Input material:
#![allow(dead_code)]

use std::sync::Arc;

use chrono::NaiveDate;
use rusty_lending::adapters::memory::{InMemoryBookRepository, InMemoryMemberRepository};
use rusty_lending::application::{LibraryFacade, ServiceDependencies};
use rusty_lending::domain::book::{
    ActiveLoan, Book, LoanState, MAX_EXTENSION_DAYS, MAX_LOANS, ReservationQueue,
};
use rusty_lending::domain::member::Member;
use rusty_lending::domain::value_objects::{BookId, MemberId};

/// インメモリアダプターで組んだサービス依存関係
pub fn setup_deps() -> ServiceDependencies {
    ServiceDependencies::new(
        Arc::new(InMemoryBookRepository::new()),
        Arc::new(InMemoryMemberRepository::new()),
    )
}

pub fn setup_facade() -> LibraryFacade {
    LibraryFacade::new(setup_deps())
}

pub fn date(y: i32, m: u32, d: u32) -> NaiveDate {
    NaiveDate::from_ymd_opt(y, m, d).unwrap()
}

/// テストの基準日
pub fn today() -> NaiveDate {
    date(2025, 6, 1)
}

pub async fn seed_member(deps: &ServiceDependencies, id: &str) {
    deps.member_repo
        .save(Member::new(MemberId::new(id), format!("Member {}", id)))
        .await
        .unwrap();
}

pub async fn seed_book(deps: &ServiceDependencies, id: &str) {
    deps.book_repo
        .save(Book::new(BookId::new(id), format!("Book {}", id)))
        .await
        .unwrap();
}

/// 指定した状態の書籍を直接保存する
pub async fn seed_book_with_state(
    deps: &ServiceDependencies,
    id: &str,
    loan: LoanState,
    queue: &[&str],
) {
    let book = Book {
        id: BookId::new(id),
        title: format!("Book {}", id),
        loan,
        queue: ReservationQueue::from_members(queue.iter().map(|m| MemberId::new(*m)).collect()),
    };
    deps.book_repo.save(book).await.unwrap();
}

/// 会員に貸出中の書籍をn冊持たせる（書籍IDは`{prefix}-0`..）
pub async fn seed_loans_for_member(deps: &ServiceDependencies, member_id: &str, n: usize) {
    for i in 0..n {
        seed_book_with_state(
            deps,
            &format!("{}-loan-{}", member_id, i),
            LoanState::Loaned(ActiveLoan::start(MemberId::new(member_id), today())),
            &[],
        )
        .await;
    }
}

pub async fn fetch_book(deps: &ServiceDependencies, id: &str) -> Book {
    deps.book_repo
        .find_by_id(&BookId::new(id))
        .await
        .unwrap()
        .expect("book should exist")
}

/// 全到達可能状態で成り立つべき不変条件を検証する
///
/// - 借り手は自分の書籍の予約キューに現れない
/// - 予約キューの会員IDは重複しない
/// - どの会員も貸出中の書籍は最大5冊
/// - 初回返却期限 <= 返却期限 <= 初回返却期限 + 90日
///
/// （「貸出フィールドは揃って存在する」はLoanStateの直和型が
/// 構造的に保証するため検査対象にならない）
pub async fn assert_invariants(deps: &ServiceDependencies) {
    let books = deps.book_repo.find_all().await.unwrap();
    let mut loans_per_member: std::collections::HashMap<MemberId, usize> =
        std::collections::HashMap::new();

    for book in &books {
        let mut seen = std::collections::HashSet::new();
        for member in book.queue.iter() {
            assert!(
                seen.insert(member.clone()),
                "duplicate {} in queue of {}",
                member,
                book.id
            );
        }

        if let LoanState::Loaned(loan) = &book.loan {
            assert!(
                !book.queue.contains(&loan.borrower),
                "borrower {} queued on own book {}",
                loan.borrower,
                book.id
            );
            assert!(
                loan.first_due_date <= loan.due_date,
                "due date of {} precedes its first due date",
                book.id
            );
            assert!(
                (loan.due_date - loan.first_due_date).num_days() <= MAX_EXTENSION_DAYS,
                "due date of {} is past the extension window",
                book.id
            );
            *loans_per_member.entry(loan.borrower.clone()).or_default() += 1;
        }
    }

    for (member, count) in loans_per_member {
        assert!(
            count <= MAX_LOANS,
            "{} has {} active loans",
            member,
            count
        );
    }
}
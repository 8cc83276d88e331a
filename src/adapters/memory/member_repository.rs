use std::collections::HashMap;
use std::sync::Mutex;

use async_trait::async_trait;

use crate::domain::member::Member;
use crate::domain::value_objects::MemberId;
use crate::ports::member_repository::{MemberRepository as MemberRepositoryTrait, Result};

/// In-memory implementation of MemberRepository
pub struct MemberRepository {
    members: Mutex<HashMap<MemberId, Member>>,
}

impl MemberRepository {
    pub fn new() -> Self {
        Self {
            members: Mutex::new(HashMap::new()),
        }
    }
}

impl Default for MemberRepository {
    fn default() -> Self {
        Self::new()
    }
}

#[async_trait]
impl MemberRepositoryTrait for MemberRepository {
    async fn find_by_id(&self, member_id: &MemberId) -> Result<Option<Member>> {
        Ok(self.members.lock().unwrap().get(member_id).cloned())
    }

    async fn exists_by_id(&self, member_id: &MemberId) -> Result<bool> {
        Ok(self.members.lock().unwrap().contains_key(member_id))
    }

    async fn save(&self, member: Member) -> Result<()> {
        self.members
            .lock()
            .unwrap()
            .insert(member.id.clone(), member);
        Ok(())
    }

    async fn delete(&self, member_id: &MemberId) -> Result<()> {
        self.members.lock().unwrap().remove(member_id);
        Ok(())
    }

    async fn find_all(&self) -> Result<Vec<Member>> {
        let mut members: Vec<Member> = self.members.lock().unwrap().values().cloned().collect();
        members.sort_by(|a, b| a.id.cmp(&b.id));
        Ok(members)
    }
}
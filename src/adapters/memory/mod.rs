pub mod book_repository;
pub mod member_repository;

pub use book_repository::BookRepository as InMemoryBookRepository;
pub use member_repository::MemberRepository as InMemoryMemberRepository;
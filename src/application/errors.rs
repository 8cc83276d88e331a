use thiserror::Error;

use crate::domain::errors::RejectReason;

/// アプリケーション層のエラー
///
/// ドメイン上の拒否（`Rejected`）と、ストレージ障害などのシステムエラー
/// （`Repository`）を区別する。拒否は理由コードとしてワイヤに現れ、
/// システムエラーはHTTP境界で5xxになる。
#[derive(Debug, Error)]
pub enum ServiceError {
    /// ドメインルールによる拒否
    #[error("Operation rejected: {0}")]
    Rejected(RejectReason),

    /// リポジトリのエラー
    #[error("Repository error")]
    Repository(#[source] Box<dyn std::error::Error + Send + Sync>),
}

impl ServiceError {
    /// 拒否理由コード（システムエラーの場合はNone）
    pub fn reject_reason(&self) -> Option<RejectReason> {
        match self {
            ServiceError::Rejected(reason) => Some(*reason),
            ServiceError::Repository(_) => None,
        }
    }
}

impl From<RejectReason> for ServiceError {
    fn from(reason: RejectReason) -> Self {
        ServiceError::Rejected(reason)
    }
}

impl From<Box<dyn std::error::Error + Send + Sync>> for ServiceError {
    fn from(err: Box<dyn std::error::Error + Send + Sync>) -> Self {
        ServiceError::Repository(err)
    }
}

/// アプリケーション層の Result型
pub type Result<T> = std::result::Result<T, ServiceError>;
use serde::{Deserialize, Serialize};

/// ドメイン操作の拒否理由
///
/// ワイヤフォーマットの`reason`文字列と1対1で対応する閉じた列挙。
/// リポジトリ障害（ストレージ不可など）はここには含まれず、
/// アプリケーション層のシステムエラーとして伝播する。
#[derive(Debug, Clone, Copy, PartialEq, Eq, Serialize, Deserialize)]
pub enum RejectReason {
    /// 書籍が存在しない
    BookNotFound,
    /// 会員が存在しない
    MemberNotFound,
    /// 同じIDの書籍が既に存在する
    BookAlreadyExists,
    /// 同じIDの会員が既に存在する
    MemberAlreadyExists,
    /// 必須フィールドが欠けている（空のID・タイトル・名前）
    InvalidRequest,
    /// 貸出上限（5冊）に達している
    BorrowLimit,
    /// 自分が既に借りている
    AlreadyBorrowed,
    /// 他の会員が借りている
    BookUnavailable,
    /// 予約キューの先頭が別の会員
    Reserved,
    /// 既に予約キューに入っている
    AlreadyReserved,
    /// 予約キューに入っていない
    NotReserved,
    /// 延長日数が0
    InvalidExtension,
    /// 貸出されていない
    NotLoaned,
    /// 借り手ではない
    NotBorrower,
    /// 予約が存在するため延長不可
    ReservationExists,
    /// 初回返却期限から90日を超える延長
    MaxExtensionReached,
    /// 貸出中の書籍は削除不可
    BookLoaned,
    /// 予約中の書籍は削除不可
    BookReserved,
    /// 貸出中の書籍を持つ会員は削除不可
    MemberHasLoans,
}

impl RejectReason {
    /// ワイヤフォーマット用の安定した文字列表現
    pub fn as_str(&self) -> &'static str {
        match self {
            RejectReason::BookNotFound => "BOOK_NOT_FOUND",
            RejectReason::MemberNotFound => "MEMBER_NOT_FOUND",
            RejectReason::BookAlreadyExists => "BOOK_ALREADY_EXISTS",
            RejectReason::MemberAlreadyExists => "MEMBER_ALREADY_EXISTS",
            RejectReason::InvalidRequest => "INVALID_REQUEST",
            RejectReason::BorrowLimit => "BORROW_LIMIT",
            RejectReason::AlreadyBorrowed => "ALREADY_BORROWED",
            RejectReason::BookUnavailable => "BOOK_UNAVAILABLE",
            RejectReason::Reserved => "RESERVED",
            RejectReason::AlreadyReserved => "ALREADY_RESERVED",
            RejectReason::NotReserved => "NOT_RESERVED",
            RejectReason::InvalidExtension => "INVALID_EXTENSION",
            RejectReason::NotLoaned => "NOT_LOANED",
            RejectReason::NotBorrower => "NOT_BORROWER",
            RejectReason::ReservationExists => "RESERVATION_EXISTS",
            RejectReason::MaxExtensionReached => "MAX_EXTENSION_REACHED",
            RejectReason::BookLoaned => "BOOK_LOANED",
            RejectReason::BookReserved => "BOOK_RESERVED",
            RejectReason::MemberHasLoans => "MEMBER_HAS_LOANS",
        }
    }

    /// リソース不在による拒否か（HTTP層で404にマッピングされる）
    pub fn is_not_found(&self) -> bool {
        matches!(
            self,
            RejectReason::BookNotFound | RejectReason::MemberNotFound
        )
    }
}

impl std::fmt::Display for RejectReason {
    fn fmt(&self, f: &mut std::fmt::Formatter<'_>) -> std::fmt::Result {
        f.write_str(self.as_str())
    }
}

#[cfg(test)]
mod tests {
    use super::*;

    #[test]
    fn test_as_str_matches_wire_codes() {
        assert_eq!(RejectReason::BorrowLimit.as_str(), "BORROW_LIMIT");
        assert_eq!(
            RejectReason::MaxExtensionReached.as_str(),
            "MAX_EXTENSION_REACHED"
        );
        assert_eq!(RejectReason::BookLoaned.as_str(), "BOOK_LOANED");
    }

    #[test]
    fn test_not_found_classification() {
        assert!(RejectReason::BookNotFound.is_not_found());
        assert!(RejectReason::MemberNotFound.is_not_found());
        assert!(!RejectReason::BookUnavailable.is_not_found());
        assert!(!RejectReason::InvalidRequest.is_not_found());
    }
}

What is expected: The answer must be a single number: the count of lines in the records above that contain the word "BookId".

Answer to the exercise: 4